Mutant viral sequence, recognition, and binding of mutant peptide. (A) Viral sequences corresponding to the single peptide that elicited CD8⁺ T cells from PD101 who developed viral persistence. The prototype HCV-1 peptide sequence is shown; dashes indicate identity with the prototype and substitutions are represented by standard letter codes at different time points after infection. The donor sequence is identical to the prototype sequence and the sequence derived from PD102 who spontaneously cleared HCV RNA. In contrast, PD101 developed a mutation within the NS3 1406–1415 epitope (A1409V) by 4.5 mo after infection that was propagated until antiviral therapy was initiated. (B) CD8⁺ T cells from PD101 (from 8 mo after infection) recognize wild-type NS3 1406 peptide, but not mutant 1406 peptide.
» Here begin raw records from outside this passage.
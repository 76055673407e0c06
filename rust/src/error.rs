//! Error handling and result types for RbTree operations.
//!
//! Structural misuse (stale handles, dereferencing the end position) never
//! causes memory unsafety. The infallible API answers it with `None` or a
//! no-op; the `try_*` entry points report it through [`RbTreeError`].

use log::warn;

use crate::types::NodeId;

/// Error type for red-black tree operations.
#[derive(Debug, Clone, PartialEq)]
pub enum RbTreeError {
    /// Key not found in the tree.
    KeyNotFound,
    /// A handle does not refer to a live element of this tree.
    InvalidHandle(String),
    /// Internal data structure integrity violation.
    DataIntegrityError(String),
    /// Arena operation failed.
    ArenaError(String),
    /// Red-black or linkage corruption detected.
    CorruptedTree(String),
    /// Memory allocation failed.
    AllocationError(String),
}

impl RbTreeError {
    /// Create an InvalidHandle error for a node id
    pub fn invalid_handle(operation: &str, id: NodeId) -> Self {
        Self::InvalidHandle(format!("{} called with handle {} which is not a live element", operation, id))
    }

    /// Create a DataIntegrityError with context
    pub fn data_integrity(context: &str, details: &str) -> Self {
        Self::DataIntegrityError(format!("{}: {}", context, details))
    }

    /// Create an ArenaError with context
    pub fn arena_error(operation: &str, details: &str) -> Self {
        Self::ArenaError(format!("{} failed: {}", operation, details))
    }

    /// Create a CorruptedTree error with context
    pub fn corrupted_tree(component: &str, details: &str) -> Self {
        Self::CorruptedTree(format!("{} corruption: {}", component, details))
    }

    /// Create an AllocationError with context
    pub fn allocation_error(resource: &str, reason: &str) -> Self {
        Self::AllocationError(format!("Failed to allocate {}: {}", resource, reason))
    }

    /// Check if this error is an allocation error
    pub fn is_allocation_error(&self) -> bool {
        matches!(self, Self::AllocationError(_))
    }

    /// Check if this error reports a broken red-black invariant
    pub fn is_corruption(&self) -> bool {
        matches!(self, Self::CorruptedTree(_) | Self::DataIntegrityError(_))
    }
}

impl std::fmt::Display for RbTreeError {
    fn fmt(&self, f: &mut std::fmt::Formatter<'_>) -> std::fmt::Result {
        match self {
            RbTreeError::KeyNotFound => write!(f, "Key not found in tree"),
            RbTreeError::InvalidHandle(msg) => write!(f, "Invalid handle: {}", msg),
            RbTreeError::DataIntegrityError(msg) => write!(f, "Data integrity error: {}", msg),
            RbTreeError::ArenaError(msg) => write!(f, "Arena error: {}", msg),
            RbTreeError::CorruptedTree(msg) => write!(f, "Corrupted tree: {}", msg),
            RbTreeError::AllocationError(msg) => write!(f, "Allocation error: {}", msg),
        }
    }
}

impl std::error::Error for RbTreeError {}

/// Internal result type for tree operations
pub(crate) type TreeResult<T> = Result<T, RbTreeError>;

/// Public result type for tree operations that may fail
pub type RbTreeResult<T> = Result<T, RbTreeError>;

/// Result type for key lookup operations
pub type KeyResult<T> = Result<T, RbTreeError>;

/// Result type for tree modification operations
pub type ModifyResult<T> = Result<T, RbTreeError>;

/// Result extension trait for improved error handling
pub trait RbTreeResultExt<T> {
    /// Convert to an RbTreeResult with additional context
    fn with_context(self, context: &str) -> RbTreeResult<T>;

    /// Convert to an RbTreeResult with operation context
    fn with_operation(self, operation: &str) -> RbTreeResult<T>;

    /// Log error and continue with default value
    fn or_default_with_log(self) -> T
    where
        T: Default;
}

impl<T> RbTreeResultExt<T> for Result<T, RbTreeError> {
    fn with_context(self, context: &str) -> RbTreeResult<T> {
        self.map_err(|e| match e {
            RbTreeError::KeyNotFound => RbTreeError::KeyNotFound,
            RbTreeError::InvalidHandle(msg) => {
                RbTreeError::InvalidHandle(format!("{}: {}", context, msg))
            }
            RbTreeError::DataIntegrityError(msg) => RbTreeError::data_integrity(context, &msg),
            RbTreeError::ArenaError(msg) => RbTreeError::arena_error(context, &msg),
            RbTreeError::CorruptedTree(msg) => RbTreeError::corrupted_tree(context, &msg),
            RbTreeError::AllocationError(msg) => RbTreeError::allocation_error(context, &msg),
        })
    }

    fn with_operation(self, operation: &str) -> RbTreeResult<T> {
        self.with_context(&format!("Operation '{}'", operation))
    }

    fn or_default_with_log(self) -> T
    where
        T: Default,
    {
        match self {
            Ok(value) => value,
            Err(e) => {
                warn!("red-black tree operation failed, using default: {}", e);
                T::default()
            }
        }
    }
}
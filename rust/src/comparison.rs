//! Equality, ordering, hashing and formatting for RbTree.
//!
//! Two trees compare as their in-order element sequences: equality is equal
//! length plus element-wise `==`, ordering is lexicographic. The comparators
//! take no part.

use std::cmp::Ordering;
use std::fmt;
use std::hash::{Hash, Hasher};

use crate::types::RbTree;

impl<T: PartialEq, C> PartialEq for RbTree<T, C> {
    fn eq(&self, other: &Self) -> bool {
        self.len() == other.len() && self.iter().eq(other.iter())
    }
}

impl<T: Eq, C> Eq for RbTree<T, C> {}

impl<T: PartialOrd, C> PartialOrd for RbTree<T, C> {
    fn partial_cmp(&self, other: &Self) -> Option<Ordering> {
        self.iter().partial_cmp(other.iter())
    }
}

impl<T: Ord, C> Ord for RbTree<T, C> {
    fn cmp(&self, other: &Self) -> Ordering {
        self.iter().cmp(other.iter())
    }
}

impl<T: Hash, C> Hash for RbTree<T, C> {
    fn hash<H: Hasher>(&self, state: &mut H) {
        state.write_usize(self.len());
        for value in self {
            value.hash(state);
        }
    }
}

impl<T: fmt::Debug, C> fmt::Debug for RbTree<T, C> {
    fn fmt(&self, f: &mut fmt::Formatter<'_>) -> fmt::Result {
        f.debug_list().entries(self.iter()).finish()
    }
}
Dose titrations of wild-type, mutant, and combination of both peptides reveal high frequency of IFN-γ–producing effector cells after pulsing of autologous DCs with wild-type peptide and culture with bead-purified CD8⁺ T cells without antagonism by the mutant peptide. Wild-type and nonwild-type peptides were screened at multiple concentrations. (C) MHC class I binding affinity. Transporter associtated with antigen-processing–deficient T2 cells (10⁵) were cultured for 16 h at 26°C to increase expression of peptide-receptive cell surface molecules, and then were incubated with various concentrations of individual peptides (wild-type NS3 1406, mutant NS3 1406, or DMSO) at 37°C for 1 h, washed, and stained with FITC-labeled anti–HLA-A2 antibody (BD Biosciences), as described previously (24). The variant peptide bound to the HLA-A2 with decreased affinity (P = 0.0014), comparable to DMSO (no peptide) control. Data are expressed as the mean fluorescence intensity.